As if on cue, that toddler bed that Jay had been sleeping in just fine for weeks, suddenly became Party Central.  Some of you might remember that in March of 2009, seven months before she died, Donna simply decided she would no longer have a respectable bed time.  She was cooperative with pajamas and teeth and overnight fluids, but when it came time to turn the light out, a switch flipped inside of her and she was wired.  Almost every night for seven months.  At some point, we just made our peace with it.  In retrospect, I now think of it as Donna eeking out as much of life as she could.  Most nights it was as late as 10 or 11 (sometimes midnight!) before she settled to sleep. 


Well, Jay seems to be following in her footsteps.  And he is the same combination of precious and infuriating during those hours as Donna was.  Mind you, it's not as late as 10 or 11, but he sees 9 pm more often than he doesn't.  Sigh.  I love my boy, but Lordy, does this pattern remind me of Donna.


Other reminders of Donna are all around.  Jay now wears her last winter coat and snow pants.  He wears some of the long sleeve tee shirts she wore in her last year.  With these, we are coming to the end of our unisex wardrobe.  Jay will be wearing all of his own clothes soon.  Another sadness.


On Sunday night we took a carousel ride with Jay at the zoo's winter light festival.  You can't not think of Donna on a carousel. 


The holidays are tough this year.  I see the lights on the trees and think of Donna's beautiful wish that all trees be adorned with lights at Christmas for warmth and company.  She was such a gorgeous, beautiful soul.  I wait for the first snow at dinnertime so we can watch it fall by candlelight over dinner, just as Donna liked to do. 

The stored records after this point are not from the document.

use std::collections::HashMap;
use std::sync::{Arc, Mutex};

use async_trait::async_trait;

use gridflow::batch::{BatchAdapter, BatchJobId, CommandRunner, JobRequest, TorqueAdapter};
use gridflow::config::{TorqueConfig, TorqueFlavor};
use gridflow::error::{GridflowError, Result};

type Responder = Box<dyn Fn(&[String]) -> Result<String> + Send + Sync>;

/// Records every command line and answers with a scripted response.
struct FakeRunner {
    calls: Mutex<Vec<Vec<String>>>,
    respond: Responder,
}

impl FakeRunner {
    fn new(respond: impl Fn(&[String]) -> Result<String> + Send + Sync + 'static) -> Arc<Self> {
        Arc::new(Self {
            calls: Mutex::new(Vec::new()),
            respond: Box::new(respond),
        })
    }

    fn replying(stdout: &'static str) -> Arc<Self> {
        Self::new(move |_| Ok(stdout.to_string()))
    }

    fn calls(&self) -> Vec<Vec<String>> {
        self.calls.lock().unwrap().clone()
    }
}

#[async_trait]
impl CommandRunner for FakeRunner {
    async fn run(&self, argv: &[String]) -> Result<String> {
        self.calls.lock().unwrap().push(argv.to_vec());
        (self.respond)(argv)
    }
}

fn failed(argv: &[String], stderr: &str) -> GridflowError {
    GridflowError::CommandFailed {
        command: argv.join(" "),
        code: Some(153),
        stderr: stderr.to_string(),
    }
}

async fn adapter(runner: &Arc<FakeRunner>, config: TorqueConfig) -> TorqueAdapter {
    TorqueAdapter::new(runner.clone(), config).await
}

fn arg_after<'a>(line: &'a [String], flag: &str) -> Option<&'a str> {
    line.iter()
        .position(|a| a == flag)
        .and_then(|i| line.get(i + 1))
        .map(String::as_str)
}

// =============================================================================
// Flavour Detection
// =============================================================================

#[tokio::test]
async fn test_detects_pbs_pro() {
    let runner = FakeRunner::replying("pbs_version = PBSPro_13.1.0\n");
    let torque = adapter(&runner, TorqueConfig::default()).await;

    assert_eq!(torque.flavor(), TorqueFlavor::Pro);
    assert_eq!(runner.calls(), vec![vec!["pbsnodes", "--version"]]);
}

#[tokio::test]
async fn test_detects_open_source_torque() {
    let runner = FakeRunner::replying("Version: 6.1.2\n");
    let torque = adapter(&runner, TorqueConfig::default()).await;
    assert_eq!(torque.flavor(), TorqueFlavor::Oss);
}

#[tokio::test]
async fn test_detection_failure_assumes_open_source() {
    let runner = FakeRunner::new(|argv| Err(failed(argv, "pbsnodes: command not found")));
    let torque = adapter(&runner, TorqueConfig::default()).await;
    assert_eq!(torque.flavor(), TorqueFlavor::Oss);
}

#[tokio::test]
async fn test_forced_flavor_skips_probe() {
    let runner = FakeRunner::replying("");
    let torque = adapter(&runner, TorqueConfig::default().with_flavor(TorqueFlavor::Pro)).await;

    assert_eq!(torque.flavor(), TorqueFlavor::Pro);
    assert!(runner.calls().is_empty());
}

// =============================================================================
// Submission
// =============================================================================

#[tokio::test]
async fn test_oss_submission_line() {
    let logs = tempfile::tempdir().unwrap();
    let runner = FakeRunner::replying("");
    let torque = adapter(&runner, TorqueConfig::default().with_flavor(TorqueFlavor::Oss)).await;

    let request = JobRequest::new("align", "bwa mem ref.fa reads.fq")
        .with_cpu(3.5)
        .with_memory(4 * 1024 * 1024 * 1024)
        .with_env("SAMPLE", "a b");
    let line = torque.prepare_submission(7, &request, logs.path()).unwrap();

    assert_eq!(&line[..5], &["qsub", "-S", "/bin/sh", "-V", "-N"]);
    assert_eq!(line[5], "gridflow_job_7");
    assert_eq!(arg_after(&line, "-v"), Some("SAMPLE='a b'"));
    assert_eq!(arg_after(&line, "-l"), Some("mem=4194304K,nodes=1:ppn=4"));
    assert!(line.last().unwrap().ends_with(".sh"));
    assert!(runner.calls().is_empty());
}

#[tokio::test]
async fn test_pro_submission_uses_select() {
    let logs = tempfile::tempdir().unwrap();
    let runner = FakeRunner::replying("");
    let torque = adapter(&runner, TorqueConfig::default().with_flavor(TorqueFlavor::Pro)).await;

    let request = JobRequest::new("train", "python train.py")
        .with_cpu(2.0)
        .with_memory(2 * 1024 * 1024)
        .with_gpus(1);
    let line = torque.prepare_submission(1, &request, logs.path()).unwrap();

    assert_eq!(arg_after(&line, "-l"), Some("select=1:mem=2048K:ncpus=2:ngpus=1"));
    assert_eq!(arg_after(&line, "-v"), None);
}

#[tokio::test]
async fn test_single_cpu_without_memory_requests_nothing() {
    let logs = tempfile::tempdir().unwrap();
    let runner = FakeRunner::replying("");
    let torque = adapter(&runner, TorqueConfig::default().with_flavor(TorqueFlavor::Oss)).await;

    let line = torque
        .prepare_submission(2, &JobRequest::new("tiny", "true"), logs.path())
        .unwrap();
    assert_eq!(arg_after(&line, "-l"), None);
}

#[tokio::test]
async fn test_extra_requests_and_arguments_are_appended() {
    let logs = tempfile::tempdir().unwrap();
    let runner = FakeRunner::replying("");
    let config = TorqueConfig::default()
        .with_flavor(TorqueFlavor::Oss)
        .with_extra_reqs("walltime=01:00:00")
        .with_extra_args("-q long -A 'my project'");
    let torque = adapter(&runner, config).await;

    let request = JobRequest::new("x", "true").with_memory(1024 * 1024);
    let line = torque.prepare_submission(3, &request, logs.path()).unwrap();

    assert_eq!(arg_after(&line, "-l"), Some("mem=1024K,walltime=01:00:00"));
    assert_eq!(arg_after(&line, "-q"), Some("long"));
    assert_eq!(arg_after(&line, "-A"), Some("my project"));
}

#[tokio::test]
async fn test_overriding_reserved_resources_is_rejected() {
    let logs = tempfile::tempdir().unwrap();
    let runner = FakeRunner::replying("");
    let config = TorqueConfig::default()
        .with_flavor(TorqueFlavor::Oss)
        .with_extra_reqs("mem=4gb");
    let torque = adapter(&runner, config).await;

    let err = torque
        .prepare_submission(4, &JobRequest::new("x", "true"), logs.path())
        .unwrap_err();
    assert!(matches!(err, GridflowError::Config(_)));
    assert!(runner.calls().is_empty());

    let config = TorqueConfig::default()
        .with_flavor(TorqueFlavor::Oss)
        .with_extra_args("-l nodes=2:ppn=8");
    let torque = adapter(&runner, config).await;
    assert!(torque
        .prepare_submission(5, &JobRequest::new("x", "true"), logs.path())
        .is_err());
}

#[tokio::test]
async fn test_wrapper_script_contents() {
    let logs = tempfile::tempdir().unwrap();
    let runner = FakeRunner::replying("");
    let torque = adapter(&runner, TorqueConfig::default().with_flavor(TorqueFlavor::Oss)).await;

    let line = torque
        .prepare_submission(9, &JobRequest::new("w", "echo hi > out.txt"), logs.path())
        .unwrap();
    let wrapper = std::path::PathBuf::from(line.last().unwrap());
    assert_eq!(wrapper.parent(), Some(logs.path()));

    let script = std::fs::read_to_string(&wrapper).unwrap();
    let lines: Vec<&str> = script.lines().collect();
    assert_eq!(lines[0], "#!/bin/sh");
    assert!(lines[1].starts_with("#PBS -o "));
    assert!(lines[1].ends_with("gridflow_job_9_batch_torque_${PBS_JOBID}_std_out.log"));
    assert!(lines[2].starts_with("#PBS -e "));
    assert!(lines[2].ends_with("_std_err.log"));
    assert_eq!(lines[3], "cd $PBS_O_WORKDIR");
    assert!(lines.contains(&"echo hi > out.txt"));
}

#[tokio::test]
async fn test_submit_returns_trimmed_id() {
    let runner = FakeRunner::replying("1234.headnode\n");
    let torque = adapter(&runner, TorqueConfig::default().with_flavor(TorqueFlavor::Oss)).await;

    let argv = vec!["qsub".to_string(), "job.sh".to_string()];
    assert_eq!(torque.submit_job(&argv).await.unwrap(), "1234.headnode");
}

#[tokio::test]
async fn test_submit_failure_is_launch_error() {
    let runner = FakeRunner::new(|argv| Err(failed(argv, "qsub: would exceed queue limit")));
    let torque = adapter(&runner, TorqueConfig::default().with_flavor(TorqueFlavor::Oss)).await;

    let argv = vec!["qsub".to_string(), "job.sh".to_string()];
    let err = torque.submit_job(&argv).await.unwrap_err();
    assert!(matches!(err, GridflowError::Launch(_)));

    let silent = FakeRunner::replying("  \n");
    let torque = adapter(&silent, TorqueConfig::default().with_flavor(TorqueFlavor::Oss)).await;
    assert!(matches!(
        torque.submit_job(&argv).await,
        Err(GridflowError::Launch(_))
    ));
}

// =============================================================================
// Status
// =============================================================================

#[tokio::test]
async fn test_running_jobs_use_one_batched_query() {
    let runner = FakeRunner::replying(
        "\
Job ID      Name            User   Time Use S Queue
----------- --------------- ------ -------- - -----
21.head     gridflow_job_1  alice  00:00:30 R batch
22.head     gridflow_job_2  alice  0        Q batch
",
    );
    let torque = adapter(&runner, TorqueConfig::default().with_flavor(TorqueFlavor::Pro)).await;

    let jobs: HashMap<BatchJobId, String> = [(1, "21.head".to_string()), (2, "22.head".to_string())]
        .into_iter()
        .collect();
    let times = torque.get_running_job_ids(&jobs).await.unwrap();

    assert_eq!(runner.calls(), vec![vec!["qstat", "-x", "21", "22"]]);
    assert_eq!(times.len(), 1);
    assert_eq!(times[&1], 30.0);
}

#[tokio::test]
async fn test_exit_code_from_full_status() {
    let runner = FakeRunner::replying("Job Id: 21.head\n    job_state = C\n    exit_status = 2\n");
    let torque = adapter(&runner, TorqueConfig::default().with_flavor(TorqueFlavor::Oss)).await;

    assert_eq!(torque.get_job_exit_code("21.head").await.unwrap(), Some(2));
    assert_eq!(runner.calls(), vec![vec!["qstat", "-f", "21"]]);
}

#[tokio::test]
async fn test_running_job_has_no_exit_code() {
    let runner = FakeRunner::replying("Job Id: 21.head\n    job_state = R\n");
    let torque = adapter(&runner, TorqueConfig::default().with_flavor(TorqueFlavor::Oss)).await;
    assert_eq!(torque.get_job_exit_code("21.head").await.unwrap(), None);
}

#[tokio::test]
async fn test_forgotten_job_counts_as_success() {
    let runner = FakeRunner::new(|argv| Err(failed(argv, "qstat: Unknown Job Id Error 21.head")));
    let torque = adapter(&runner, TorqueConfig::default().with_flavor(TorqueFlavor::Oss)).await;
    assert_eq!(torque.get_job_exit_code("21.head").await.unwrap(), Some(0));
}

#[tokio::test]
async fn test_other_status_errors_propagate() {
    let runner = FakeRunner::new(|argv| Err(failed(argv, "qstat: cannot connect to server")));
    let torque = adapter(&runner, TorqueConfig::default().with_flavor(TorqueFlavor::Oss)).await;
    assert!(matches!(
        torque.get_job_exit_code("21.head").await,
        Err(GridflowError::CommandFailed { .. })
    ));
}

#[tokio::test]
async fn test_kill_uses_qdel() {
    let runner = FakeRunner::replying("");
    let torque = adapter(&runner, TorqueConfig::default().with_flavor(TorqueFlavor::Oss)).await;

    torque.kill_job("21.head").await.unwrap();
    assert_eq!(runner.calls(), vec![vec!["qdel", "21.head"]]);
}
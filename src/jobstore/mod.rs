//! Job store access used for cross-process signaling.
//!
//! The scheduling core never reads or writes file contents. It only asks
//! whether an id exists and deletes ids, which is enough to use job store
//! objects as binary semaphores shared with out-of-process workers.
//!
//! # Implementations
//!
//! - [`InMemoryJobStore`]: process-local, for tests and single-machine runs
//! - [`LocalJobStore`]: one empty file per id under a root directory

use async_trait::async_trait;

use crate::error::Result;

pub mod local;
pub mod memory;

pub use local::LocalJobStore;
pub use memory::InMemoryJobStore;

/// Opaque handle to an object in the job store.
pub type JobStoreId = String;

#[async_trait]
pub trait JobStore: Send + Sync {
    /// Create a new empty object and return its id.
    async fn create_file(&self) -> Result<JobStoreId>;

    /// Whether the object currently exists.
    async fn file_exists(&self, id: &str) -> Result<bool>;

    /// Delete the object. Deleting an id that is already gone is not an error.
    async fn delete_file(&self, id: &str) -> Result<()>;
}
use std::collections::{HashMap, HashSet};
use std::sync::Arc;

use async_channel::Sender;
use tokio::sync::mpsc::error::TryRecvError;
use tokio::sync::mpsc::UnboundedReceiver;
use tokio::time::Instant;
use tokio_util::sync::CancellationToken;

use crate::config::ServiceManagerConfig;
use crate::error::Result;
use crate::jobstore::{JobStore, JobStoreId};
use crate::services::throttle::LogThrottle;
use crate::workflow::{ClientJob, ServiceJob, WorkflowState};

/// Channels the coordination loop publishes on.
pub(crate) struct StarterOutputs {
    pub clients_out: Sender<ClientJob>,
    pub failed_clients_out: Sender<ClientJob>,
    pub services_out: Sender<ServiceJob>,
}

/// Coordination loop that starts services and watches their start markers.
///
/// This task is the only owner of the pending-client bookkeeping. Everything
/// else talks to it through the channels it was built with.
pub(crate) struct ServiceStarter {
    job_store: Arc<dyn JobStore>,
    state: Arc<WorkflowState>,
    config: ServiceManagerConfig,
    terminate: CancellationToken,
    clients_in: UnboundedReceiver<JobStoreId>,
    outputs: StarterOutputs,
    /// Services launched whose start marker is still present
    starting_services: HashMap<JobStoreId, ServiceJob>,
    /// Client id -> services in its batch not yet started or failed
    remaining_services_by_client: HashMap<JobStoreId, usize>,
    service_to_client: HashMap<JobStoreId, JobStoreId>,
    clients_with_failed_services: HashSet<JobStoreId>,
    log_limiter: LogThrottle,
}

impl ServiceStarter {
    pub(crate) fn new(
        job_store: Arc<dyn JobStore>,
        state: Arc<WorkflowState>,
        config: ServiceManagerConfig,
        terminate: CancellationToken,
        clients_in: UnboundedReceiver<JobStoreId>,
        outputs: StarterOutputs,
    ) -> Self {
        let log_limiter = LogThrottle::new(config.log_interval);
        Self {
            job_store,
            state,
            config,
            terminate,
            clients_in,
            outputs,
            starting_services: HashMap::new(),
            remaining_services_by_client: HashMap::new(),
            service_to_client: HashMap::new(),
            clients_with_failed_services: HashSet::new(),
            log_limiter,
        }
    }

    /// Run until the termination token is cancelled.
    ///
    /// Returns an error only if the loop hits a condition it cannot continue
    /// from, such as a client or service missing from the workflow state.
    pub(crate) async fn run(mut self) -> Result<()> {
        loop {
            if self.terminate.is_cancelled() {
                tracing::debug!("Received signal to quit starting services");
                break;
            }
            let deadline = Instant::now() + self.config.poll_interval;

            self.accept_client().await?;
            self.check_starting_services().await;
            self.emit_resolved_clients()?;

            tokio::select! {
                _ = self.terminate.cancelled() => {}
                _ = tokio::time::sleep_until(deadline) => {}
            }
        }
        Ok(())
    }

    /// Take at most one newly scheduled client and launch its services.
    async fn accept_client(&mut self) -> Result<()> {
        let client_id = match self.clients_in.try_recv() {
            Ok(id) => id,
            Err(TryRecvError::Empty) => return Ok(()),
            Err(TryRecvError::Disconnected) => {
                tracing::debug!("Service manager dropped, stopping coordination loop");
                self.terminate.cancel();
                return Ok(());
            }
        };

        let client = self.state.client(&client_id)?;
        let batches = self.state.service_batches(&client_id)?;
        tracing::debug!(
            client_id = %client_id,
            batches = batches.len(),
            "Service manager processing client"
        );

        if batches.len() > 1 {
            // Ordered batches cannot be expressed by the single-pass
            // bookkeeping below, so this client is driven to completion here.
            return self.start_batches_blocking(client, batches).await;
        }

        let batch = batches.into_iter().next().unwrap_or_default();
        self.remaining_services_by_client
            .insert(client_id.clone(), batch.len());
        for service in batch {
            tracing::debug!(
                service_id = %service.id,
                start_marker = %service.start_marker,
                "Service manager is starting service job"
            );
            self.service_to_client
                .insert(service.id.clone(), client_id.clone());
            self.starting_services
                .insert(service.id.clone(), service.clone());
            publish(&self.outputs.services_out, service);
        }
        Ok(())
    }

    /// Resolve every starting service whose start marker has disappeared.
    async fn check_starting_services(&mut self) {
        let pending = self.starting_services.len();
        if pending > 0 && self.log_limiter.ready() {
            tracing::debug!(pending, "Services are starting");
        }

        let ids: Vec<JobStoreId> = self.starting_services.keys().cloned().collect();
        for service_id in ids {
            let Some(service) = self.starting_services.get(&service_id) else {
                continue;
            };

            match self.job_store.file_exists(&service.start_marker).await {
                Ok(true) => continue,
                Ok(false) => {}
                Err(e) => {
                    tracing::warn!(service_id = %service_id, error = %e, "Could not check start marker");
                    continue;
                }
            }

            // Started, unless the error marker went away with it.
            let failed = match self.job_store.file_exists(&service.error_marker).await {
                Ok(exists) => !exists,
                Err(e) => {
                    tracing::warn!(service_id = %service_id, error = %e, "Could not check error marker");
                    continue;
                }
            };

            tracing::debug!(
                service_id = %service_id,
                start_marker = %service.start_marker,
                "Service has removed its start marker and is therefore started"
            );
            self.starting_services.remove(&service_id);

            let Some(client_id) = self.service_to_client.remove(&service_id) else {
                tracing::warn!(service_id = %service_id, "Started service has no client");
                continue;
            };
            if let Some(remaining) = self.remaining_services_by_client.get_mut(&client_id) {
                *remaining = remaining.saturating_sub(1);
            }
            if failed {
                tracing::error!(
                    service_id = %service_id,
                    client_id = %client_id,
                    "Service has immediately failed before it could be used"
                );
                self.clients_with_failed_services.insert(client_id);
            }
        }
    }

    /// Publish clients whose services have all started or failed.
    fn emit_resolved_clients(&mut self) -> Result<()> {
        let resolved: Vec<JobStoreId> = self
            .remaining_services_by_client
            .iter()
            .filter(|(_, remaining)| **remaining == 0)
            .map(|(client_id, _)| client_id.clone())
            .collect();

        for client_id in resolved {
            self.remaining_services_by_client.remove(&client_id);
            let failed = self.clients_with_failed_services.remove(&client_id);
            let client = self.state.client(&client_id)?;
            if failed {
                tracing::error!(
                    client_id = %client_id,
                    "Job has had all its services try to start, but at least one failed"
                );
                publish(&self.outputs.failed_clients_out, client);
            } else {
                tracing::debug!(client_id = %client_id, "Job has all its services started");
                publish(&self.outputs.clients_out, client);
            }
        }
        Ok(())
    }

    /// Start a client's batches one after another, waiting for each batch to
    /// come up before launching the next.
    ///
    /// Every service of a batch is waited on even if a sibling failed, so that
    /// dependents of the failed service are also run, torn down and reported.
    /// Failures are not reported here: the client always comes out as ready.
    async fn start_batches_blocking(
        &mut self,
        client: ClientJob,
        batches: Vec<Vec<ServiceJob>>,
    ) -> Result<()> {
        let mut log_limiter = LogThrottle::new(self.config.log_interval);

        for (index, batch) in batches.iter().enumerate() {
            tracing::debug!(
                client_id = %client.id,
                batch = index,
                services = batch.len(),
                "Starting service batch"
            );
            for service in batch {
                if let Ok(false) = self.job_store.file_exists(&service.start_marker).await {
                    tracing::warn!(
                        service_id = %service.id,
                        "Start marker already gone before the service was launched"
                    );
                }
                publish(&self.outputs.services_out, service.clone());
            }

            for service in batch {
                loop {
                    match self.job_store.file_exists(&service.start_marker).await {
                        Ok(false) => break,
                        Ok(true) => {}
                        Err(e) => {
                            tracing::warn!(service_id = %service.id, error = %e, "Could not check start marker");
                        }
                    }

                    tokio::select! {
                        _ = self.terminate.cancelled() => {
                            tracing::debug!(client_id = %client.id, "Stopped waiting on service batch");
                            return Ok(());
                        }
                        _ = tokio::time::sleep(self.config.poll_interval) => {}
                    }

                    if log_limiter.ready() {
                        tracing::info!(service_id = %service.id, "Service is starting");
                    }
                }
            }
        }

        tracing::debug!(client_id = %client.id, "All service batches started");
        publish(&self.outputs.clients_out, client);
        Ok(())
    }
}

fn publish<T>(tx: &Sender<T>, item: T) {
    if tx.try_send(item).is_err() {
        tracing::debug!("Output receiver dropped, discarding");
    }
}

Last night I left Jay and Jeremy at home and went to do a little shopping after dinner.  On the way home I wept with the realization that I will never again buy a gift for Donna, that I have one child to shop for, not two. 


It is always a realization, you see, that Donna is gone.  That cancer invaded her body and took her from us. 


Last week, seeing a certain something in my eyes that he knows is about Donna, Jay spontaneously suggested that we go buy another Donna.  It was such a simple solution for this pervasive sadness he recognizes from his toddler point of view.  Would that it could be so . . .


I miss our girl.  I miss her smiles.  I miss what she would be learning in the 1st grade.  I miss the light she brought to our world.  I miss the naivete we had before cancer.  I miss the insulation we had before cancer -- the knowing that life is tough for lots and lots of people in a thousand different ways, but that we were okay and spared.  We are not spared anymore. 


Please hold us close in your thoughts this holiday season.  Thank you for still reading and checking in on Donna's family.  I promise it won't be such a long time until my next post. 


Choosing hope still and always.  Sheila, Donna's and Jay's Mama.